Overcoming the hurdles to why people – especially millennials – don’t vote local

Related Link

Join the conversation

Knight Foundation will host a Twitter chat at 1 p.m. ET on June 11, 2015 to discuss the findings and get public feedback. Follow @knightfdn and use #votelocal to participate.  

When I was 7, I remember handing out literature at our polling place on Election Day for Buford Ellington, a Democrat who served as governor of Tennessee. In a seventh-grade class debate, I made the case for Barry Goldwater for president. In high school, I started knocking on doors for City Council candidates. At age 20 I proudly cast my first ballot in a presidential election.

I’ve supported winners and losers, but I’ve never lost my enthusiasm for exercising my right as a citizen to vote.

That’s why it is hard for me to understand why people – especially millennials – don’t vote, particularly in local elections.

Concerned about this growing trend, Knight Foundation commissioned Lake Research Partners to help us learn why. Lake conducted focus groups in three very different Knight cities (Akron, Ohio, Miami and Philadelphia) with “drop-off” millennial voters – millennials who vote in national elections but do not vote in local elections.

What we heard was, at once, disappointing but instructive.

• Millennials don’t feel they have information they can trust about candidates in local races.

• Local elections get far less attention than do national elections, so there is not as much social pressure to participate or news about when elections are occurring.

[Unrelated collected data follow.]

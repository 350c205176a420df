//! CTW 协议：CANsimple 派生的电机控制方言
//!
//! 标准 11 位 CAN ID = `(node_id << 5) | cmd_id`，节点号 1-8。
//! 在直达命令帧之外，协议带一套 SteadyWin 风格的 SDO endpoint 读写：
//! byte0 操作码（0=读 1=写），bytes1-2 小端 endpoint ID，byte3 保留，
//! bytes4-7 数值（至多 4 字节）。写走 RxSDO (CmdID 0x04) 不等应答，
//! 读发 TxSDO 请求 (CmdID 0x05) 后阻塞等待同命令号的应答帧。

use num_enum::{IntoPrimitive, TryFromPrimitive};

use crate::{MotusFrame, ProtocolError, can_id};

/// CTW 命令号（CAN ID 低 5 位）
pub mod cmd {
    /// 心跳广播（接收侧忽略）
    pub const HEARTBEAT: u8 = 0x01;
    /// RxSDO endpoint 写；同一命令号也承载直达速度指令
    pub const RX_SDO: u8 = 0x04;
    /// TxSDO endpoint 读请求/应答；同一命令号也承载直达力矩指令
    pub const TX_SDO: u8 = 0x05;
    /// 设置轴状态（bytes0-3: 状态 u32 小端）
    pub const SET_AXIS_STATE: u8 = 0x07;
    /// 编码器估计广播（bytes0-3 位置，bytes4-7 速度，f32 小端）
    pub const GET_ENCODER_ESTIMATES: u8 = 0x09;
    /// Iq 电流广播（接收侧忽略）
    pub const GET_IQ: u8 = 0x0A;
    /// 设置控制器模式（bytes0-3 控制模式，bytes4-7 输入模式，u32 小端）
    pub const SET_CONTROLLER_MODE: u8 = 0x0B;
}

/// SDO endpoint 地址（ODrive 0.6.0 endpoint 表的使用子集）
pub mod endpoint {
    pub const AXIS_CURRENT_STATE: u16 = 141;
    pub const AXIS_MOTOR_IS_ARMED: u16 = 193;
    pub const MOTOR_CONFIG_CURRENT_LIMIT: u16 = 248;
    pub const CONTROLLER_INPUT_POS: u16 = 268;
    pub const CONTROLLER_CONFIG_POS_GAIN: u16 = 289;
    pub const CONTROLLER_CONFIG_POS_INTEGRATOR_GAIN: u16 = 290;
    pub const CONTROLLER_CONFIG_POS_INTEGRATOR_LIMIT: u16 = 291;
    pub const CONTROLLER_CONFIG_POS_DIFF_GAIN: u16 = 292;
    pub const CONTROLLER_CONFIG_VEL_GAIN: u16 = 293;
    pub const CONTROLLER_CONFIG_VEL_INTEGRATOR_GAIN: u16 = 294;
    pub const CONTROLLER_CONFIG_VEL_INTEGRATOR_LIMIT: u16 = 295;
    pub const CONTROLLER_CONFIG_VEL_DIFF_GAIN: u16 = 296;
    pub const CONTROLLER_CONFIG_VEL_LIMIT: u16 = 297;
    pub const CONTROLLER_CONFIG_INERTIA: u16 = 305;
    pub const CONTROLLER_CONFIG_INPUT_FILTER_BANDWIDTH: u16 = 310;
    pub const ENCODER_POS_ESTIMATE: u16 = 349;
    pub const ENCODER_VEL_ESTIMATE: u16 = 355;
    /// 写此 endpoint（无数值）清除电机错误
    pub const CLEAR_ERRORS: u16 = 0x1E0;
}

/// endpoint 帧操作码：读
pub const ENDPOINT_OPCODE_READ: u8 = 0;
/// endpoint 帧操作码：写
pub const ENDPOINT_OPCODE_WRITE: u8 = 1;

/// 合法节点号范围 1..=8
pub const MAX_NODE_ID: u8 = 8;

/// 校验节点号（1-8）
pub fn check_node_id(node_id: u8) -> Result<(), ProtocolError> {
    if (1..=MAX_NODE_ID).contains(&node_id) {
        Ok(())
    } else {
        Err(ProtocolError::InvalidValue {
            field: "node_id".to_string(),
            value: node_id,
        })
    }
}

/// 轴状态机状态
#[derive(Debug, Clone, Copy, PartialEq, Eq, IntoPrimitive, TryFromPrimitive)]
#[repr(u8)]
pub enum AxisState {
    Undefined = 0,
    Idle = 1,
    StartupSequence = 2,
    FullCalibrationSequence = 3,
    MotorCalibration = 4,
    SensorlessControl = 5,
    EncoderIndexSearch = 6,
    EncoderOffsetCalibration = 7,
    ClosedLoopControl = 8,
    LockinSpin = 9,
    EncoderDirFind = 10,
    Homing = 11,
    EncoderHallPolarityCalibration = 12,
    EncoderHallPhaseCalibration = 13,
}

impl AxisState {
    /// 状态的可读名称（用于日志）
    pub fn name(self) -> &'static str {
        match self {
            AxisState::Undefined => "UNDEFINED",
            AxisState::Idle => "IDLE",
            AxisState::StartupSequence => "STARTUP_SEQUENCE",
            AxisState::FullCalibrationSequence => "FULL_CALIBRATION_SEQUENCE",
            AxisState::MotorCalibration => "MOTOR_CALIBRATION",
            AxisState::SensorlessControl => "SENSORLESS_CONTROL",
            AxisState::EncoderIndexSearch => "ENCODER_INDEX_SEARCH",
            AxisState::EncoderOffsetCalibration => "ENCODER_OFFSET_CALIBRATION",
            AxisState::ClosedLoopControl => "CLOSED_LOOP_CONTROL",
            AxisState::LockinSpin => "LOCKIN_SPIN",
            AxisState::EncoderDirFind => "ENCODER_DIR_FIND",
            AxisState::Homing => "HOMING",
            AxisState::EncoderHallPolarityCalibration => "ENCODER_HALL_POLARITY_CALIBRATION",
            AxisState::EncoderHallPhaseCalibration => "ENCODER_HALL_PHASE_CALIBRATION",
        }
    }
}

/// 控制器模式
#[derive(Debug, Clone, Copy, PartialEq, Eq, IntoPrimitive, TryFromPrimitive)]
#[repr(u8)]
pub enum ControllerMode {
    Voltage = 0,
    Current = 1,
    Velocity = 2,
    Position = 3,
    Mismatch = 4,
}

/// 输入模式
#[derive(Debug, Clone, Copy, PartialEq, Eq, IntoPrimitive, TryFromPrimitive)]
#[repr(u8)]
pub enum InputMode {
    Inactive = 0,
    Passthrough = 1,
    VelRamp = 2,
    PosFilter = 3,
    Mixed = 4,
    TrapTraj = 5,
    TorqueRamp = 6,
    Mirror = 7,
}

/// 打包 SDO endpoint 帧（8 字节）
///
/// value 至多 4 字节，超长返回 `InvalidLength`。
pub fn pack_endpoint(
    opcode: u8,
    endpoint_id: u16,
    value: &[u8],
) -> Result<[u8; 8], ProtocolError> {
    if value.len() > 4 {
        return Err(ProtocolError::InvalidLength {
            expected: 4,
            actual: value.len(),
        });
    }

    let mut data = [0u8; 8];
    data[0] = opcode;
    data[1..3].copy_from_slice(&endpoint_id.to_le_bytes());
    // byte3 保留
    data[4..4 + value.len()].copy_from_slice(value);
    Ok(data)
}

/// 解包 endpoint 读应答
///
/// 应答载荷短于 `4 + value_size` 视为无效应答。
/// 返回 (endpoint_id, 数值字节)。
pub fn unpack_endpoint(
    data: &[u8],
    value_size: usize,
) -> Result<(u16, &[u8]), ProtocolError> {
    if data.len() < 4 + value_size {
        return Err(ProtocolError::InvalidLength {
            expected: 4 + value_size,
            actual: data.len(),
        });
    }

    let endpoint_id = u16::from_le_bytes([data[1], data[2]]);
    Ok((endpoint_id, &data[4..4 + value_size]))
}

/// 构建 endpoint 写帧（RxSDO，不等应答）
pub fn endpoint_write_frame(
    node_id: u8,
    endpoint_id: u16,
    value: &[u8],
) -> Result<MotusFrame, ProtocolError> {
    check_node_id(node_id)?;
    let data = pack_endpoint(ENDPOINT_OPCODE_WRITE, endpoint_id, value)?;
    Ok(MotusFrame::new_standard(can_id(node_id, cmd::RX_SDO), &data))
}

/// 构建 endpoint f32 写帧
pub fn endpoint_write_f32(
    node_id: u8,
    endpoint_id: u16,
    value: f32,
) -> Result<MotusFrame, ProtocolError> {
    endpoint_write_frame(node_id, endpoint_id, &value.to_le_bytes())
}

/// 构建 endpoint u32 写帧
pub fn endpoint_write_u32(
    node_id: u8,
    endpoint_id: u16,
    value: u32,
) -> Result<MotusFrame, ProtocolError> {
    endpoint_write_frame(node_id, endpoint_id, &value.to_le_bytes())
}

/// 构建 endpoint 读请求帧（TxSDO）
pub fn endpoint_read_request(node_id: u8, endpoint_id: u16) -> Result<MotusFrame, ProtocolError> {
    check_node_id(node_id)?;
    let data = pack_endpoint(ENDPOINT_OPCODE_READ, endpoint_id, &[])?;
    Ok(MotusFrame::new_standard(can_id(node_id, cmd::TX_SDO), &data))
}

/// 构建清错帧（写 CLEAR_ERRORS endpoint，无数值）
pub fn clear_errors_frame(node_id: u8) -> Result<MotusFrame, ProtocolError> {
    endpoint_write_frame(node_id, endpoint::CLEAR_ERRORS, &[])
}

/// 构建直达速度指令帧
pub fn set_input_vel_frame(node_id: u8, velocity: f32) -> Result<MotusFrame, ProtocolError> {
    check_node_id(node_id)?;
    let mut data = [0u8; 8];
    data[..4].copy_from_slice(&velocity.to_le_bytes());
    Ok(MotusFrame::new_standard(can_id(node_id, cmd::RX_SDO), &data))
}

/// 构建直达力矩指令帧
pub fn set_input_torque_frame(node_id: u8, torque: f32) -> Result<MotusFrame, ProtocolError> {
    check_node_id(node_id)?;
    let mut data = [0u8; 8];
    data[..4].copy_from_slice(&torque.to_le_bytes());
    Ok(MotusFrame::new_standard(can_id(node_id, cmd::TX_SDO), &data))
}

/// 构建设置轴状态帧
pub fn set_axis_state_frame(node_id: u8, state: AxisState) -> Result<MotusFrame, ProtocolError> {
    check_node_id(node_id)?;
    let mut data = [0u8; 8];
    data[..4].copy_from_slice(&(u8::from(state) as u32).to_le_bytes());
    Ok(MotusFrame::new_standard(
        can_id(node_id, cmd::SET_AXIS_STATE),
        &data,
    ))
}

/// 构建设置控制器模式帧
pub fn set_controller_mode_frame(
    node_id: u8,
    control_mode: ControllerMode,
    input_mode: InputMode,
) -> Result<MotusFrame, ProtocolError> {
    check_node_id(node_id)?;
    let mut data = [0u8; 8];
    data[..4].copy_from_slice(&(u8::from(control_mode) as u32).to_le_bytes());
    data[4..].copy_from_slice(&(u8::from(input_mode) as u32).to_le_bytes());
    Ok(MotusFrame::new_standard(
        can_id(node_id, cmd::SET_CONTROLLER_MODE),
        &data,
    ))
}

/// 解析编码器估计广播帧（cmd 0x09）
///
/// 返回 (位置 rad, 速度 rad/s)。
pub fn parse_encoder_estimates(frame: &MotusFrame) -> Result<(f32, f32), ProtocolError> {
    if frame.len < 8 {
        return Err(ProtocolError::InvalidLength {
            expected: 8,
            actual: frame.len as usize,
        });
    }
    let pos = f32::from_le_bytes([frame.data[0], frame.data[1], frame.data[2], frame.data[3]]);
    let vel = f32::from_le_bytes([frame.data[4], frame.data[5], frame.data[6], frame.data[7]]);
    Ok((pos, vel))
}

/// 计算一帧在总线上占用的位数（含位填充估计）
///
/// 标准帧：SOF(1) + 仲裁(12) + 控制(6) + 数据(8n) + CRC(17) + ACK(2)
/// + EOF(7) + IFS(3)；扩展帧仲裁场为 32 位。位填充按可填充区段
/// （仲裁+控制、数据+CRC）每 5 位插 1 位的最坏情况估计。
pub fn frame_bits(data_len: usize, is_extended: bool) -> u32 {
    let arb_ctrl: u32 = if is_extended { 1 + 32 + 6 } else { 1 + 12 + 6 };
    let data_crc: u32 = 8 * data_len as u32 + 17;
    let fixed: u32 = 2 + 7 + 3;
    arb_ctrl + data_crc + fixed + arb_ctrl / 5 + data_crc / 5
}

• They are not certain what local government does, and they don’t believe local government reflects their values.

• Fewer of them seem to be “socialized” into voting as people once were by family members, schooling or traditional institutions.

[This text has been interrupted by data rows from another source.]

//! OSR 拓扑：四通道（行程差动对 + 俯仰 + 扭转）
//!
//! 行程与滚转共用 A/B 两个差动舵机，C 为俯仰，D 为扭转。

use std::sync::Arc;

use motus_actuator::{Actuator, Wait};
use motus_protocol::tcode::AXIS_COUNT;
use tracing::{info, warn};

use crate::runner::Executor;
use crate::settings::ServoSettings;

/// 行程半幅（归一化输出）
const STROKE_RANGE: f32 = 0.35;
/// 滚转半幅
const ROLL_RANGE: f32 = 0.18;
/// 俯仰半幅
const PITCH_RANGE: f32 = 0.35;
/// 扭转半幅
const TWIST_RANGE: f32 = 1.0;

pub struct OsrExecutor {
    servos: [Arc<dyn Actuator>; 4],
    cal: ServoSettings,
    duties: [f32; 4],
}

impl OsrExecutor {
    /// 通道顺序：[A, B, C, D] = [差动左, 差动右, 俯仰, 扭转]
    pub fn new(servos: [Arc<dyn Actuator>; 4], cal: ServoSettings) -> Self {
        let mut executor = Self {
            servos,
            cal,
            duties: [0.0; 4],
        };
        // 上电回中
        executor.compute(&[0.5; AXIS_COUNT]);
        info!("OSR executor ready");
        executor
    }
}

impl Executor for OsrExecutor {
    fn compute(&mut self, axes: &[f32; AXIS_COUNT]) {
        let stroke = self.cal.l0.apply(axes[0], -STROKE_RANGE, STROKE_RANGE);
        let twist = self.cal.r0.apply(axes[3], -TWIST_RANGE, TWIST_RANGE);
        let roll = self.cal.r1.apply(axes[4], -ROLL_RANGE, ROLL_RANGE);
        let pitch = self.cal.r2.apply(axes[5], -PITCH_RANGE, PITCH_RANGE);

        self.duties = [-stroke + roll, stroke + roll, pitch, twist];
    }

    fn execute(&mut self) {
        for (servo, duty) in self.servos.iter().zip(self.duties) {
            servo.set_target(duty);
            if let Err(e) = servo.actuate(Wait::NonBlocking) {
                warn!("servo output failed: {e}");
            }
        }
    }
}

#[cfg(test)]
mod tests {
    use super::*;
    use motus_actuator::mock::RecordingActuator;

    fn build() -> (OsrExecutor, [Arc<parking_lot::Mutex<Vec<f32>>>; 4]) {
        let servos: [Arc<RecordingActuator>; 4] =
            std::array::from_fn(|_| Arc::new(RecordingActuator::new(0.0)));
        let histories = std::array::from_fn(|i| servos[i].history());
        let servos = servos.map(|s| s as Arc<dyn Actuator>);
        (
            OsrExecutor::new(servos, ServoSettings::default()),
            histories,
        )
    }

    #[test]
    fn test_centered_input_centers_all_channels() {
        let (mut executor, histories) = build();
        executor.compute(&[0.5; AXIS_COUNT]);
        executor.execute();
        for history in &histories {
            assert_eq!(history.lock().as_slice(), &[0.0]);
        }
    }

    #[test]
    fn test_full_stroke_is_differential() {
        let (mut executor, histories) = build();
        let mut axes = [0.5; AXIS_COUNT];
        axes[0] = 1.0;
        executor.compute(&axes);
        executor.execute();

        let a = histories[0].lock()[0];
        let b = histories[1].lock()[0];
        assert!((a + STROKE_RANGE).abs() < 1e-6, "a = {a}");
        assert!((b - STROKE_RANGE).abs() < 1e-6, "b = {b}");
    }

    #[test]
    fn test_roll_is_common_mode() {
        let (mut executor, histories) = build();
        let mut axes = [0.5; AXIS_COUNT];
        axes[4] = 1.0;
        executor.compute(&axes);
        executor.execute();

        let a = histories[0].lock()[0];
        let b = histories[1].lock()[0];
        assert!((a - ROLL_RANGE).abs() < 1e-6);
        assert!((b - ROLL_RANGE).abs() < 1e-6);
    }

    #[test]
    fn test_pitch_and_twist_channels() {
        let (mut executor, histories) = build();
        let mut axes = [0.5; AXIS_COUNT];
        axes[5] = 0.0;
        axes[3] = 1.0;
        executor.compute(&axes);
        executor.execute();

        assert!((histories[2].lock()[0] + PITCH_RANGE).abs() < 1e-6);
        assert!((histories[3].lock()[0] - TWIST_RANGE).abs() < 1e-6);
    }

    #[test]
    fn test_reverse_calibration_flips_stroke() {
        let mut cal = ServoSettings::default();
        cal.l0.reverse = true;
        let servos: [Arc<dyn Actuator>; 4] =
            std::array::from_fn(|_| Arc::new(RecordingActuator::new(0.0)) as Arc<dyn Actuator>);
        let mut executor = OsrExecutor::new(servos, cal);

        let mut axes = [0.5; AXIS_COUNT];
        axes[0] = 1.0;
        executor.compute(&axes);
        // 反向后满行程输入等价于零行程输入
        assert!((executor.duties[0] - STROKE_RANGE).abs() < 1e-6);
        assert!((executor.duties[1] + STROKE_RANGE).abs() < 1e-6);
    }
}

• Newer residents feel less knowledgeable about local government, local offices, local candidates and local sources of information. (And they don’t have mom to remind them to vote.)

As I thought about how the findings compared to my own (decidedly non-millennial) experience, I found some of it surprisingly familiar. Over the past 10 years, I’ve lived in three different cities.  Each time I moved, I had to re-register to vote locally, familiarize myself with a new polling place, juggle travel schedules and plan ahead to make sure I was in town to vote (or arrange to vote absentee), and – by far the most daunting – find a trusted source of information to help me make choices in important but specialized races, such as the selection of judges and ballot initiatives. 

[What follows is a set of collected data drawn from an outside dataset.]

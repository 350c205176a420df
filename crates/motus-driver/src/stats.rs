//! 总线占用统计
//!
//! 按帧累计线上位数（含位填充估计），每秒输出一次占用率。
//! 占用率不封顶：最坏情况位填充估计下可能超过 100%，
//! 该读数用于提示总线接近饱和，不做钳制。

use std::time::{Duration, Instant};

use motus_can::MotusFrame;
use motus_protocol::ctw::frame_bits;
use tracing::info;

/// 报告间隔
const REPORT_INTERVAL: Duration = Duration::from_secs(1);

/// 统计窗口
#[derive(Debug)]
pub struct BusStats {
    bits_sent: u64,
    bits_received: u64,
    frames_sent: u64,
    frames_received: u64,
    window_start: Instant,
}

impl Default for BusStats {
    fn default() -> Self {
        Self::new()
    }
}

impl BusStats {
    pub fn new() -> Self {
        Self {
            bits_sent: 0,
            bits_received: 0,
            frames_sent: 0,
            frames_received: 0,
            window_start: Instant::now(),
        }
    }

    pub fn record_sent(&mut self, frame: &MotusFrame) {
        self.bits_sent += frame_bits(frame.len as usize, frame.is_extended) as u64;
        self.frames_sent += 1;
    }

    pub fn record_received(&mut self, frame: &MotusFrame) {
        self.bits_received += frame_bits(frame.len as usize, frame.is_extended) as u64;
        self.frames_received += 1;
    }

    /// 当前窗口的占用率（%）
    pub fn utilization_percent(&self, bitrate: u32) -> f64 {
        let elapsed = self.window_start.elapsed().as_secs_f64();
        if elapsed <= 0.0 || bitrate == 0 {
            return 0.0;
        }
        (self.bits_sent + self.bits_received) as f64 / (bitrate as f64 * elapsed) * 100.0
    }

    /// 窗口满一秒时输出报告并重开窗口，返回本窗口的占用率
    pub fn maybe_report(&mut self, bitrate: u32) -> Option<f64> {
        if self.window_start.elapsed() < REPORT_INTERVAL {
            return None;
        }
        let percent = self.utilization_percent(bitrate);
        info!(
            "CAN bus utilization: {:.1}% ({} tx / {} rx frames)",
            percent, self.frames_sent, self.frames_received
        );
        self.reset();
        Some(percent)
    }

    fn reset(&mut self) {
        self.bits_sent = 0;
        self.bits_received = 0;
        self.frames_sent = 0;
        self.frames_received = 0;
        self.window_start = Instant::now();
    }
}

#[cfg(test)]
mod tests {
    use super::*;

    #[test]
    fn test_bits_accumulate() {
        let mut stats = BusStats::new();
        let frame = MotusFrame::new_standard(0x123, &[0; 8]);
        stats.record_sent(&frame);
        stats.record_received(&frame);
        assert_eq!(stats.frames_sent, 1);
        assert_eq!(stats.frames_received, 1);
        assert!(stats.bits_sent > 0);
        assert_eq!(stats.bits_sent, stats.bits_received);
    }

    #[test]
    fn test_no_report_before_interval() {
        let mut stats = BusStats::new();
        assert!(stats.maybe_report(1_000_000).is_none());
    }

    #[test]
    fn test_percent_not_capped() {
        let mut stats = BusStats::new();
        let frame = MotusFrame::new_standard(0x123, &[0; 8]);
        for _ in 0..10_000 {
            stats.record_sent(&frame);
        }
        std::thread::sleep(Duration::from_millis(10));
        // 1 kbit/s 的名义波特率下远超 100%
        assert!(stats.utilization_percent(1_000) > 100.0);
    }
}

Frankly, even after two election cycles in Florida, I am still uneasy and uncertain every time I tackle a ballot.

No wonder would-be voters are confused. 

The good news is that participants in the focus groups also pointed to some ways to overcome the hurdles to local voting. The most promising seems to be communicating positive messages that elicit pride in the community and frame the ways voting can tangibly impact important issues. But there must be reliable and powerful ways to communicate those messages.

As a foundation built on the belief that informed and engaged communities are essential for a strong democracy, Knight has an intense interest in finding ways to get people hooked on community.  That work spreads across our portfolios: arts, community and national initiatives, journalism and media innovation. We look forward to working with grantees to strengthen the kinds of connection to community that result in greater local civic participation, including voting in local elections.